[PROVIDED DATA — start]

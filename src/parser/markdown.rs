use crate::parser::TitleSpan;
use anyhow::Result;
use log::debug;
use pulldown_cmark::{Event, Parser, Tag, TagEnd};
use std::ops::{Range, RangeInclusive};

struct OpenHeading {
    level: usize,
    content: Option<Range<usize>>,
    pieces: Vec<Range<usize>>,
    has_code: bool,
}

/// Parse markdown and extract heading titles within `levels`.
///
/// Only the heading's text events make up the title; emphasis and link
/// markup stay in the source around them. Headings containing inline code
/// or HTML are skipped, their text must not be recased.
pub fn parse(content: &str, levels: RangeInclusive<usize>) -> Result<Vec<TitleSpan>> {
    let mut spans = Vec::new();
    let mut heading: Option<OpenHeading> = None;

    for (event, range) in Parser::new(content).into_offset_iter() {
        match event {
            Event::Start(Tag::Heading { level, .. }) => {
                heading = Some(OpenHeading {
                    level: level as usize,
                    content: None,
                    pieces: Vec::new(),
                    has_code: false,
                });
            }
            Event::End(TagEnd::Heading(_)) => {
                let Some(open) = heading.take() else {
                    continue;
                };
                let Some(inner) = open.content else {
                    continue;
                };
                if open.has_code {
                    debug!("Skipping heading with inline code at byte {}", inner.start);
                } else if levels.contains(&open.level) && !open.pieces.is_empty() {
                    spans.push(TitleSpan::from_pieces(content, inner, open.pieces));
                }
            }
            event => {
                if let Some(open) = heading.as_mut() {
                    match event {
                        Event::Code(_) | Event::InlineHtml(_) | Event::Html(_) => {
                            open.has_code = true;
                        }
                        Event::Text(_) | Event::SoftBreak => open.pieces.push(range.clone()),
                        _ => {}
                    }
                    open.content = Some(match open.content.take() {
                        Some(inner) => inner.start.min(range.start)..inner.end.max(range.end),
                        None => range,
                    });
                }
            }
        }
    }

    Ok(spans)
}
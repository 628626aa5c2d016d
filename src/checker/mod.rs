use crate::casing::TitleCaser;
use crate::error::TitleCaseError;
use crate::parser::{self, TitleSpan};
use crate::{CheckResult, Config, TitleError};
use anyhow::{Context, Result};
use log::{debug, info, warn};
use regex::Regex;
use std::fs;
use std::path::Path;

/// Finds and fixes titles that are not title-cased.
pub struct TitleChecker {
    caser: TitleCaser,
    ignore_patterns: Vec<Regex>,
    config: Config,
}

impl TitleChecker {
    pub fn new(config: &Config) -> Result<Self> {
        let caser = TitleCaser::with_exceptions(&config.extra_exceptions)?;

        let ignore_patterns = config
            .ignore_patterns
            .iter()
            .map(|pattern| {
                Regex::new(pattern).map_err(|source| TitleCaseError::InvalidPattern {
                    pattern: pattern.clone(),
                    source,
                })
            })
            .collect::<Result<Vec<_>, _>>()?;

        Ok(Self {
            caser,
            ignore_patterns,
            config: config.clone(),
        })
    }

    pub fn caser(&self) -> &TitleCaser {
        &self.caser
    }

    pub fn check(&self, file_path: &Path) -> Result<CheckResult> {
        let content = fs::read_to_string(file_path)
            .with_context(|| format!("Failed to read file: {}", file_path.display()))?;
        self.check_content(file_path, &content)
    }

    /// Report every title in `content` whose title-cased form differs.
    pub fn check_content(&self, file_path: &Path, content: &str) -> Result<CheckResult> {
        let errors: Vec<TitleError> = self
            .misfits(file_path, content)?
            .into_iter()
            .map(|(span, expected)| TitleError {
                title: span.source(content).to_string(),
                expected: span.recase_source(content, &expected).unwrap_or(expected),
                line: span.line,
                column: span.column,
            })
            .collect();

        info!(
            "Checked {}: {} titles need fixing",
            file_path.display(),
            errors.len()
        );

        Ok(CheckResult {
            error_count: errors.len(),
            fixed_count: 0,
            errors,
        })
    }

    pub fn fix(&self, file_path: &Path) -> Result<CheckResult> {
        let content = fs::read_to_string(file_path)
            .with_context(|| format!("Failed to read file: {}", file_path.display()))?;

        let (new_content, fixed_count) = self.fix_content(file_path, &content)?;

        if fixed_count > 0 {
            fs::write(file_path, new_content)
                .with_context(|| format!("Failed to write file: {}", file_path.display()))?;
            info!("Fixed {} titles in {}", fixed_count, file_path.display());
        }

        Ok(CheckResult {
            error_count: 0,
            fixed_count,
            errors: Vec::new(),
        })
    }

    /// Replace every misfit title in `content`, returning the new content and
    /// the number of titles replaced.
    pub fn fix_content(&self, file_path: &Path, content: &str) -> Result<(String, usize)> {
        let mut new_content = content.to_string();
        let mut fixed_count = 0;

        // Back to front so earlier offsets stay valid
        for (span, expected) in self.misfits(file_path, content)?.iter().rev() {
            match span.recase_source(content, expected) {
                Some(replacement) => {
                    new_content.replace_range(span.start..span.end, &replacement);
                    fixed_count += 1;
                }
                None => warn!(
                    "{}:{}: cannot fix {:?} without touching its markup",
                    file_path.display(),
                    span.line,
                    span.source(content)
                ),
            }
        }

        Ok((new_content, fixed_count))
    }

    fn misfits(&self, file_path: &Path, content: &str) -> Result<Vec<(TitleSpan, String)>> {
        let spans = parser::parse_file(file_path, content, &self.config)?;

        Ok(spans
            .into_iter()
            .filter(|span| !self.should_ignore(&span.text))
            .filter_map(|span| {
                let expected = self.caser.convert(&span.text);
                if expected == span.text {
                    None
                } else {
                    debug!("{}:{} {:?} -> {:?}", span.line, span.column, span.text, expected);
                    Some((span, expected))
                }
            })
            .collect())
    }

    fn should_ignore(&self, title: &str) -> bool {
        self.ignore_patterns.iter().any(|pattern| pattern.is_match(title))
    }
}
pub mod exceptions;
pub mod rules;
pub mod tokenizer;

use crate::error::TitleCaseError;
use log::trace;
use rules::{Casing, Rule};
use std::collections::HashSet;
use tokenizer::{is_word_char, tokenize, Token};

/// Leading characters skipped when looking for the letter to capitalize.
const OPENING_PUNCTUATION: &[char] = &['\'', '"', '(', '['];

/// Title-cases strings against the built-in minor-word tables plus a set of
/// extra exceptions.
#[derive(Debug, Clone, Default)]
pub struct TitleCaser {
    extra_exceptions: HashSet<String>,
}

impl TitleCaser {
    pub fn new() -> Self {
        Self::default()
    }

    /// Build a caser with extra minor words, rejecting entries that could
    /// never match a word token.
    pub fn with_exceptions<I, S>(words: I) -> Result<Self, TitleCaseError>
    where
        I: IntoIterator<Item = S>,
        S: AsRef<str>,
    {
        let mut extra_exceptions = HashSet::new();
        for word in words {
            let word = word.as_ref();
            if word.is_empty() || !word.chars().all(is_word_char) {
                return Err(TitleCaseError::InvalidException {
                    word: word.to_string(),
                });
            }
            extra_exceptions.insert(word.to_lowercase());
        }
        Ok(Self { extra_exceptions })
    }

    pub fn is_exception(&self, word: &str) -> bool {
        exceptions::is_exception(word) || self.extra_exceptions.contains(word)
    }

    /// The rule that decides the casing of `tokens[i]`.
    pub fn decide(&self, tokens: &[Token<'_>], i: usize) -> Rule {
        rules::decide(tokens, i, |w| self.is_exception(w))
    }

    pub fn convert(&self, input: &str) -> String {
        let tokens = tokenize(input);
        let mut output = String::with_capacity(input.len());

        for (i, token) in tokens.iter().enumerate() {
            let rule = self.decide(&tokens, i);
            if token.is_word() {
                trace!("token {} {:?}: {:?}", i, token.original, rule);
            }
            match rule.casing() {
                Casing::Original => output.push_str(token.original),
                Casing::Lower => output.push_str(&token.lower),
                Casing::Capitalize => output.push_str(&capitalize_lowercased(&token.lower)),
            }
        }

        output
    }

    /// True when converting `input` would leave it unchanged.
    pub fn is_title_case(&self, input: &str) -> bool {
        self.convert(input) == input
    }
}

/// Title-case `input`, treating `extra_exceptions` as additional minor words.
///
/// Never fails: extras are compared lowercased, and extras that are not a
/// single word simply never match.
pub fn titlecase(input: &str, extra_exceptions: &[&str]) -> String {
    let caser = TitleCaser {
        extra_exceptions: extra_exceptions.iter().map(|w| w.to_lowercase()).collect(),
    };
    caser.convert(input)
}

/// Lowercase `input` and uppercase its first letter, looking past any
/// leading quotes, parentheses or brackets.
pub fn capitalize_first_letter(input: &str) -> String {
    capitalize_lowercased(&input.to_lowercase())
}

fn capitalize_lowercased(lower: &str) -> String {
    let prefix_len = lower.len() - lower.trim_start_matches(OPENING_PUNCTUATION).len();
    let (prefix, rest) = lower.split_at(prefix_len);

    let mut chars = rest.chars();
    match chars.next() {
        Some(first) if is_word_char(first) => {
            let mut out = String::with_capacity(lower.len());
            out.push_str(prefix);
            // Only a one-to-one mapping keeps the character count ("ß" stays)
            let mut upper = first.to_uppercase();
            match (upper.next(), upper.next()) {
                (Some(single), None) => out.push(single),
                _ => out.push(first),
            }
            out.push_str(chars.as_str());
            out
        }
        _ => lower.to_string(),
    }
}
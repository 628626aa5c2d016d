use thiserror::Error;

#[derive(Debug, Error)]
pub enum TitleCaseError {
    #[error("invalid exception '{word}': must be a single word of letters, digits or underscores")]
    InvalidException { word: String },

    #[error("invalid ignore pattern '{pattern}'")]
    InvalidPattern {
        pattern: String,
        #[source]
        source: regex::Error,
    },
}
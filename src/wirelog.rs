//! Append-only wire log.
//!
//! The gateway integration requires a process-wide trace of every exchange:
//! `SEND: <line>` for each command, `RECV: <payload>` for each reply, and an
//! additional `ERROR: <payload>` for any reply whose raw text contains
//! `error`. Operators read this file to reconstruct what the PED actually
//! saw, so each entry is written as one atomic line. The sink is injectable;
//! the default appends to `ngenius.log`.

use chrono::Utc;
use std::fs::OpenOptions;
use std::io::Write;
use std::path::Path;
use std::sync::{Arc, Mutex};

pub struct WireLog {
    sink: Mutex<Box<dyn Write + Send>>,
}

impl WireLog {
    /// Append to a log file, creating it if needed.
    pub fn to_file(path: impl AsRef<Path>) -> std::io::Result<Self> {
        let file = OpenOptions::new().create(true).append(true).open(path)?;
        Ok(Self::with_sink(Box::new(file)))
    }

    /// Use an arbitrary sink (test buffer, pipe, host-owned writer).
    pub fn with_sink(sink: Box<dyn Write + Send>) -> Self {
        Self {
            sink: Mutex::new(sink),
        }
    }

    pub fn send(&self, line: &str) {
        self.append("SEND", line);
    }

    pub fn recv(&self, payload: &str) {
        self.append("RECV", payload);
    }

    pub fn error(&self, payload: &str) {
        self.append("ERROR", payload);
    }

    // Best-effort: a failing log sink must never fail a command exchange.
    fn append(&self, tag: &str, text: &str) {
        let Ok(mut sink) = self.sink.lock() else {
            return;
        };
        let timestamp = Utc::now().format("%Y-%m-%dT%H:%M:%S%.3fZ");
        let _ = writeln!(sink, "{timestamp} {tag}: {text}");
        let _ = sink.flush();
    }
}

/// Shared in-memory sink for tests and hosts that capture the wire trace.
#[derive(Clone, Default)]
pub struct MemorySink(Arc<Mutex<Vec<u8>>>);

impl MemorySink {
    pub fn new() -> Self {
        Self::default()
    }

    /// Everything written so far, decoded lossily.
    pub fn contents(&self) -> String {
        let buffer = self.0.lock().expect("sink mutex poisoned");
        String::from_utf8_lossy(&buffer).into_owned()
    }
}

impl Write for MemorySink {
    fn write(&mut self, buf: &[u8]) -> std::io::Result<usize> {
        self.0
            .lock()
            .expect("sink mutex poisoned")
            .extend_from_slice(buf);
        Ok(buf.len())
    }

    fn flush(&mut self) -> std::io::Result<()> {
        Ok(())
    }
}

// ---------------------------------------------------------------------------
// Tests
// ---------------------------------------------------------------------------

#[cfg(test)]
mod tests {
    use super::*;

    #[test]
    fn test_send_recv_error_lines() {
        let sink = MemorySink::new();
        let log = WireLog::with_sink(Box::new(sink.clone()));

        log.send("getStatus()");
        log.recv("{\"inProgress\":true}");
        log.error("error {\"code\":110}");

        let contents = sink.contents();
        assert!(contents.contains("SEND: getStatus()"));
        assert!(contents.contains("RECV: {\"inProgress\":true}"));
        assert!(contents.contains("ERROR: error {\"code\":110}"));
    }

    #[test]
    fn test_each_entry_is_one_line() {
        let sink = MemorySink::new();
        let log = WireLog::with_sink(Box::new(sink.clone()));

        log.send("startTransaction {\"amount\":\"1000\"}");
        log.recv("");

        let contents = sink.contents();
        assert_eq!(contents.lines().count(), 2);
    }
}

[PROVIDED DATA — finish]

* _PROBLEM DETAILS_
Copy each line in the entries above where "that" turns up.

* _EXPECTED ANSWER_
/// Finds and fixes titles that are not title-cased.
    /// Build a caser with extra minor words, rejecting entries that could
    /// The rule that decides the casing of `tokens[i]`.
/// Never fails: extras are compared lowercased, and extras that are not a
/// Shared in-memory sink for tests and hosts that capture the wire trace.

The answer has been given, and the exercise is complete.